> **INSTRUCTIONS FOR THE TASK**:
Each line below with the word "order" needs to be copied.

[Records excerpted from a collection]
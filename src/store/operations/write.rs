use crate::{
    models::{ChatMessage, NewChatMessage},
    store::error::Result,
};
use deadpool_postgres::Pool;
use uuid::Uuid;

use super::read::parse_message_row;

/// Create the message table if it does not exist yet
///
/// `seq` is the insertion sequence used to order rows that share a
/// timestamp. `clock_timestamp()` is used instead of `now()` so that two
/// writes in the same session still get distinct wall-clock times.
pub async fn ensure_schema(pool: &Pool) -> Result<()> {
    let conn = pool.get().await?;

    conn.batch_execute(
        "CREATE TABLE IF NOT EXISTS chat_messages (
            seq         BIGSERIAL PRIMARY KEY,
            id          UUID NOT NULL UNIQUE,
            name        TEXT NOT NULL,
            avatar_url  TEXT NOT NULL,
            content     TEXT NOT NULL,
            position    TEXT NOT NULL CHECK (position IN ('start', 'end')),
            time        TIMESTAMPTZ NOT NULL DEFAULT clock_timestamp()
        );
        CREATE INDEX IF NOT EXISTS chat_messages_time_seq ON chat_messages (time, seq);",
    )
    .await?;

    Ok(())
}

/// Insert a message and return the stored row
///
/// # Behavior
///
/// 1. **Identity**: a fresh v4 UUID is generated for every write
/// 2. **Timestamp**: the database sets the `time` column
/// 3. **Single statement**: no transaction spans multiple writes
pub async fn insert_message(pool: &Pool, msg: NewChatMessage) -> Result<ChatMessage> {
    let conn = pool.get().await?;

    let id = Uuid::new_v4();
    let row = conn
        .query_one(
            "INSERT INTO chat_messages (id, name, avatar_url, content, position)
             VALUES ($1, $2, $3, $4, $5)
             RETURNING id, name, avatar_url, content, position, time",
            &[
                &id,
                &msg.name,
                &msg.avatar_url,
                &msg.content,
                &msg.position.as_str(),
            ],
        )
        .await?;

    parse_message_row(&row)
}
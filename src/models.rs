// Data structures (ChatMessage, request/response bodies)

use chrono::{DateTime, Utc};
use serde::{Deserialize, Serialize};
use std::fmt;
use std::str::FromStr;
use uuid::Uuid;

// Side of the conversation a message renders on
#[derive(Debug, Clone, Copy, Serialize, Deserialize, PartialEq, Eq)]
#[serde(rename_all = "lowercase")]
pub enum Position {
    Start,
    End,
}

impl Position {
    pub fn as_str(&self) -> &'static str {
        match self {
            Position::Start => "start",
            Position::End => "end",
        }
    }
}

impl fmt::Display for Position {
    fn fmt(&self, f: &mut fmt::Formatter<'_>) -> fmt::Result {
        f.write_str(self.as_str())
    }
}

impl FromStr for Position {
    type Err = String;

    fn from_str(s: &str) -> Result<Self, Self::Err> {
        match s {
            "start" => Ok(Position::Start),
            "end" => Ok(Position::End),
            other => Err(format!("unknown position '{}'", other)),
        }
    }
}

/// A stored chat message. Immutable once the store has assigned `id` and `time`.
#[derive(Debug, Clone, Serialize, Deserialize, PartialEq)]
#[serde(rename_all = "camelCase")]
pub struct ChatMessage {
    pub id: Uuid,
    pub name: String,
    pub avatar_url: String,
    pub content: String,
    pub position: Position,
    pub time: DateTime<Utc>,
}

/// Write-side message, before the store assigns identity and timestamp
#[derive(Debug, Clone, PartialEq, Eq)]
pub struct NewChatMessage {
    pub name: String,
    pub avatar_url: String,
    pub content: String,
    pub position: Position,
}

impl NewChatMessage {
    pub fn new(
        name: impl Into<String>,
        avatar_url: impl Into<String>,
        content: impl Into<String>,
        position: Position,
    ) -> Self {
        Self {
            name: name.into(),
            avatar_url: avatar_url.into(),
            content: content.into(),
            position,
        }
    }
}

// Request Types

/// Body of `POST /messages`. Every field is optional here so that missing
/// and wrongly-typed fields can be reported the same way by validation.
#[derive(Debug, Clone, Default, Deserialize)]
#[serde(rename_all = "camelCase")]
pub struct SendMessageRequest {
    #[serde(default)]
    pub name: Option<String>,
    #[serde(default)]
    pub avatar_url: Option<String>,
    #[serde(default)]
    pub content: Option<String>,
    #[serde(default)]
    pub position: Option<String>,
}

impl SendMessageRequest {
    /// Parse a `POST /messages` body. Only a JSON object is accepted; a
    /// positional array is rejected even though it would deserialize.
    pub fn from_json(body: &[u8]) -> Result<Self, String> {
        let value: serde_json::Value = serde_json::from_slice(body).map_err(|e| e.to_string())?;
        if !value.is_object() {
            return Err("request body is not a JSON object".to_string());
        }
        serde_json::from_value(value).map_err(|e| e.to_string())
    }

    /// Check that all four fields are present and non-empty and that the
    /// position is one of the two known markers.
    pub fn validate(self) -> Result<NewChatMessage, String> {
        fn required(field: &str, value: Option<String>) -> Result<String, String> {
            match value {
                Some(v) if !v.is_empty() => Ok(v),
                _ => Err(format!("missing field '{}'", field)),
            }
        }

        let name = required("name", self.name)?;
        let avatar_url = required("avatarUrl", self.avatar_url)?;
        let content = required("content", self.content)?;
        let position = required("position", self.position)?.parse::<Position>()?;

        Ok(NewChatMessage {
            name,
            avatar_url,
            content,
            position,
        })
    }
}

// Response Types
#[derive(Debug, Clone, Serialize, Deserialize, PartialEq)]
#[serde(rename_all = "camelCase")]
pub struct MessagePair {
    pub user_message: ChatMessage,
    pub llm_message: ChatMessage,
}

#[derive(Debug, Clone, Serialize, Deserialize)]
pub struct ErrorBody {
    pub error: String,
}

impl ErrorBody {
    pub fn new(error: impl Into<String>) -> Self {
        Self {
            error: error.into(),
        }
    }
}
//! LLM client layer
//!
//! The relay talks to a single AnythingLLM-style workspace through the
//! [`LlmProvider`] trait; failures are turned into fixed fallback replies by
//! [`reply_or_fallback`].

pub mod anything;
pub mod config;
pub mod error;
pub mod provider;

// Re-export commonly used types
pub use anything::{AnythingLlmClient, NO_RESPONSE_TEXT};
pub use config::LlmConfig;
pub use error::{LlmError, LLM_ERROR_TEXT, LLM_UNAVAILABLE_TEXT};
pub use provider::{reply_or_fallback, LlmProvider};
//! One chat session against the remote agent.
//!
//! The session owns the conversation and the busy flag. A submission
//! appends the user turn before the network call starts, and at most one
//! call is in flight. `cancel` aborts that call and clears the busy flag
//! immediately; the aborted call then resolves as cancelled and appends
//! nothing.

use futures::future::{AbortHandle, Abortable};
use std::sync::{Mutex, MutexGuard};
use tracing::{debug, error, info};

use super::error::AgentError;
use super::transport::AgentTransport;
use super::types::{Attachment, Notice, Role, Turn};

/// Assistant text used when the agent reply has no answer
pub const NO_ANSWER_TEXT: &str = "No response received";

/// How a submission ended
#[derive(Debug, Clone, PartialEq, Eq)]
pub enum SubmitOutcome {
    /// Blank input; nothing happened
    Ignored,
    /// Another request is still in flight; nothing happened
    Busy,
    /// A non-user turn was appended without a network call
    Appended(Turn),
    /// The agent answered and this assistant turn was appended
    Answered(Turn),
    /// The request was aborted before an answer was recorded
    Cancelled,
    /// The request failed; the message was surfaced as a notice
    Failed(String),
}

struct InFlight {
    generation: u64,
    handle: AbortHandle,
}

#[derive(Default)]
struct SessionState {
    turns: Vec<Turn>,
    in_flight: Option<InFlight>,
    generation: u64,
    notices: Vec<Notice>,
}

impl SessionState {
    /// Clear the busy flag if `generation` still owns it
    fn release(&mut self, generation: u64) -> bool {
        if self.in_flight.as_ref().map(|f| f.generation) == Some(generation) {
            self.in_flight = None;
            true
        } else {
            false
        }
    }
}

/// Releases the busy flag when a submission ends, however it ends
struct BusyGuard<'a> {
    state: &'a Mutex<SessionState>,
    generation: u64,
}

impl Drop for BusyGuard<'_> {
    fn drop(&mut self) {
        let mut state = self.state.lock().unwrap_or_else(|p| p.into_inner());
        state.release(self.generation);
    }
}

pub struct AgentSession<T> {
    transport: T,
    state: Mutex<SessionState>,
}

impl<T: AgentTransport> AgentSession<T> {
    pub fn new(transport: T) -> Self {
        Self {
            transport,
            state: Mutex::new(SessionState::default()),
        }
    }

    fn lock(&self) -> MutexGuard<'_, SessionState> {
        self.state.lock().unwrap_or_else(|p| p.into_inner())
    }

    /// Snapshot of the conversation so far
    pub fn turns(&self) -> Vec<Turn> {
        self.lock().turns.clone()
    }

    pub fn is_busy(&self) -> bool {
        self.lock().in_flight.is_some()
    }

    /// Drain the notices raised since the last call
    pub fn take_notices(&self) -> Vec<Notice> {
        std::mem::take(&mut self.lock().notices)
    }

    pub async fn submit(&self, text: &str) -> SubmitOutcome {
        self.submit_with_attachments(text, Vec::new()).await
    }

    pub async fn submit_with_attachments(
        &self,
        text: &str,
        attachments: Vec<Attachment>,
    ) -> SubmitOutcome {
        let content = text.trim();
        if content.is_empty() {
            return SubmitOutcome::Ignored;
        }

        let (registration, generation) = {
            let mut state = self.lock();
            if state.in_flight.is_some() {
                debug!("submission refused while a request is in flight");
                return SubmitOutcome::Busy;
            }

            let mut turn = Turn::user(content);
            if !attachments.is_empty() {
                turn = turn.with_attachments(attachments);
            }
            state.turns.push(turn);

            let (handle, registration) = AbortHandle::new_pair();
            state.generation += 1;
            let generation = state.generation;
            state.in_flight = Some(InFlight { generation, handle });
            (registration, generation)
        };

        let _busy = BusyGuard {
            state: &self.state,
            generation,
        };

        debug!(generation, "sending query to agent");
        let result = Abortable::new(self.transport.ask(content), registration).await;

        let mut state = self.lock();
        // False once `cancel` has taken the in-flight slot
        let current = state.release(generation);

        match result {
            Ok(Ok(response)) if current => {
                let answer = response
                    .answer
                    .filter(|a| !a.is_empty())
                    .unwrap_or_else(|| NO_ANSWER_TEXT.to_string());
                let turn = Turn::assistant(answer);
                state.turns.push(turn.clone());
                SubmitOutcome::Answered(turn)
            }
            Ok(Err(e)) if current && !matches!(e, AgentError::Cancelled) => {
                error!(error = %e, "agent request failed");
                let message = e.to_string();
                state.notices.push(Notice::Error(message.clone()));
                SubmitOutcome::Failed(message)
            }
            _ => {
                info!(generation, "agent request was aborted");
                state.notices.push(Notice::Cancelled);
                SubmitOutcome::Cancelled
            }
        }
    }

    /// Abort the in-flight request. Returns false when nothing was running.
    pub fn cancel(&self) -> bool {
        match self.lock().in_flight.take() {
            Some(in_flight) => {
                in_flight.handle.abort();
                info!(generation = in_flight.generation, "cancelling agent request");
                true
            }
            None => false,
        }
    }

    /// Inject a turn from surrounding code. User turns go through the normal
    /// submission path; other roles are appended as-is.
    pub async fn append(&self, role: Role, content: &str) -> SubmitOutcome {
        match role {
            Role::User => self.submit(content).await,
            Role::Assistant | Role::System => {
                let turn = Turn::new(role, content);
                self.lock().turns.push(turn.clone());
                SubmitOutcome::Appended(turn)
            }
        }
    }
}
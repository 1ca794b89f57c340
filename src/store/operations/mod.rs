pub mod read;
pub mod write;

pub use read::list_messages;
pub use write::{ensure_schema, insert_message};
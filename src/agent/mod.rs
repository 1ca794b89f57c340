//! Agent proxy: forwards user queries to a remote agent endpoint and keeps
//! the resulting conversation in memory.
//!
//! ```no_run
//! use chat_relay::agent::{AgentSession, HttpAgentTransport, SubmitOutcome};
//!
//! # async fn example() -> Result<(), Box<dyn std::error::Error>> {
//! let transport = HttpAgentTransport::new("http://localhost:8000/api/v1/agent/ask_agent")?;
//! let session = AgentSession::new(transport);
//!
//! if let SubmitOutcome::Answered(turn) = session.submit("Which products sold best?").await {
//!     println!("{}", turn.content);
//! }
//! # Ok(())
//! # }
//! ```

pub mod console;
pub mod error;
pub mod session;
pub mod transport;
pub mod types;

pub use console::run_console;
pub use error::AgentError;
pub use session::{AgentSession, SubmitOutcome, NO_ANSWER_TEXT};
pub use transport::{AgentTransport, HttpAgentTransport, DEFAULT_AGENT_ENDPOINT};
pub use types::{AgentRequest, AgentResponse, Attachment, Notice, Role, Turn};
use async_trait::async_trait;
use chrono::Utc;
use std::sync::Mutex;
use uuid::Uuid;

use crate::{
    models::{ChatMessage, NewChatMessage},
    store::{
        error::{Result, StoreError},
        MessageStore,
    },
};

/// Process-local message store, used by tests and local runs without a database
#[derive(Debug, Default)]
pub struct InMemoryMessageStore {
    messages: Mutex<Vec<ChatMessage>>,
}

impl InMemoryMessageStore {
    pub fn new() -> Self {
        Self::default()
    }

    /// Number of messages written so far
    pub fn len(&self) -> usize {
        self.messages.lock().map(|m| m.len()).unwrap_or(0)
    }

    pub fn is_empty(&self) -> bool {
        self.len() == 0
    }
}

#[async_trait]
impl MessageStore for InMemoryMessageStore {
    async fn insert_message(&self, msg: NewChatMessage) -> Result<ChatMessage> {
        let mut messages = self
            .messages
            .lock()
            .map_err(|_| StoreError::DatabaseError("message store lock poisoned".to_string()))?;

        // Never hand out a timestamp older than the latest write
        let now = Utc::now();
        let time = messages.last().map_or(now, |last| last.time.max(now));

        let stored = ChatMessage {
            id: Uuid::new_v4(),
            name: msg.name,
            avatar_url: msg.avatar_url,
            content: msg.content,
            position: msg.position,
            time,
        };
        messages.push(stored.clone());
        Ok(stored)
    }

    async fn list_messages(&self) -> Result<Vec<ChatMessage>> {
        let mut messages = self
            .messages
            .lock()
            .map_err(|_| StoreError::DatabaseError("message store lock poisoned".to_string()))?
            .clone();

        // Stable sort keeps insertion order for equal timestamps
        messages.sort_by_key(|m| m.time);
        Ok(messages)
    }
}
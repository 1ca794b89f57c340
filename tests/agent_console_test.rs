mod common;

use std::sync::Arc;
use std::time::Duration;

use chat_relay::agent::{run_console, AgentSession, Role};
use common::GatedTransport;
use tokio::io::{AsyncWriteExt, BufReader};
use tokio::sync::Notify;

fn interrupt_from(notify: &Arc<Notify>) -> impl FnMut() -> futures::future::BoxFuture<'static, ()> {
    let notify = Arc::clone(notify);
    move || {
        let notify = Arc::clone(&notify);
        Box::pin(async move { notify.notified().await })
    }
}

#[tokio::test]
async fn test_console_prints_answers_until_end_of_input() {
    let transport = GatedTransport::answering(Some("hi back"));
    transport.release();
    let session = Arc::new(AgentSession::new(transport.clone()));
    let never = Arc::new(Notify::new());

    let mut output = Vec::new();
    run_console(
        Arc::clone(&session),
        &b"  \nhello\n"[..],
        &mut output,
        interrupt_from(&never),
    )
    .await
    .unwrap();

    assert_eq!(String::from_utf8(output).unwrap(), "assistant> hi back\n");
    assert_eq!(transport.call_count(), 1);
    assert_eq!(session.turns().len(), 2);
}

#[tokio::test]
async fn test_console_interrupt_cancels_pending_request() {
    let transport = GatedTransport::answering(Some("too late"));
    let session = Arc::new(AgentSession::new(transport.clone()));
    let interrupt = Arc::new(Notify::new());

    let mut output = Vec::new();
    let console = run_console(
        Arc::clone(&session),
        &b"slow question\n"[..],
        &mut output,
        interrupt_from(&interrupt),
    );
    let driver = async {
        transport.started.notified().await;
        interrupt.notify_one();
    };

    let (result, ()) = tokio::join!(console, driver);
    result.unwrap();

    assert_eq!(String::from_utf8(output).unwrap(), "[Request cancelled]\n");
    let turns = session.turns();
    assert_eq!(turns.len(), 1);
    assert_eq!(turns[0].role, Role::User);
    assert!(!session.is_busy());
}

#[tokio::test]
async fn test_console_interrupt_at_prompt_exits_after_a_request() {
    let transport = GatedTransport::answering(Some("done"));
    transport.release();
    let session = Arc::new(AgentSession::new(transport.clone()));
    let interrupt = Arc::new(Notify::new());

    // Input stays open, so only the interrupt can end the loop
    let (mut writer, reader) = tokio::io::duplex(64);
    let mut output = Vec::new();
    let console = run_console(
        Arc::clone(&session),
        BufReader::new(reader),
        &mut output,
        interrupt_from(&interrupt),
    );
    let driver = async {
        writer.write_all(b"first\n").await.unwrap();
        while session.turns().len() < 2 || session.is_busy() {
            tokio::time::sleep(Duration::from_millis(5)).await;
        }
        interrupt.notify_one();
    };

    let (result, ()) = tokio::time::timeout(Duration::from_secs(5), async {
        tokio::join!(console, driver)
    })
    .await
    .expect("console should stop on interrupt at the prompt");
    result.unwrap();

    assert_eq!(String::from_utf8(output).unwrap(), "assistant> done\n");
    assert_eq!(transport.call_count(), 1);
    drop(writer);
}
// POST /messages handler

use crate::error::RelayError;
use crate::models::SendMessageRequest;
use crate::relay::RelayService;
use bytes::Bytes;
use std::convert::Infallible;
use std::sync::Arc;
use warp::http::StatusCode;
use warp::Reply;

/// The body is taken as raw bytes so that malformed JSON, non-object bodies
/// and wrongly-typed fields get the same 400 reply as missing ones.
pub async fn post_message_handler(
    service: Arc<RelayService>,
    body: Bytes,
) -> Result<warp::reply::Response, Infallible> {
    tracing::debug!(bytes = body.len(), "POST /messages");

    let request = match SendMessageRequest::from_json(&body) {
        Ok(request) => request,
        Err(detail) => return Ok(RelayError::Validation(detail).into_reply().into_response()),
    };

    match service.post_message(request).await {
        Ok(pair) => Ok(
            warp::reply::with_status(warp::reply::json(&pair), StatusCode::CREATED)
                .into_response(),
        ),
        Err(e) => Ok(e.into_reply().into_response()),
    }
}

> **SOLUTION BELOW**:
/// `seq` is the insertion sequence used to order rows that share a
        // Stable sort keeps insertion order for equal timestamps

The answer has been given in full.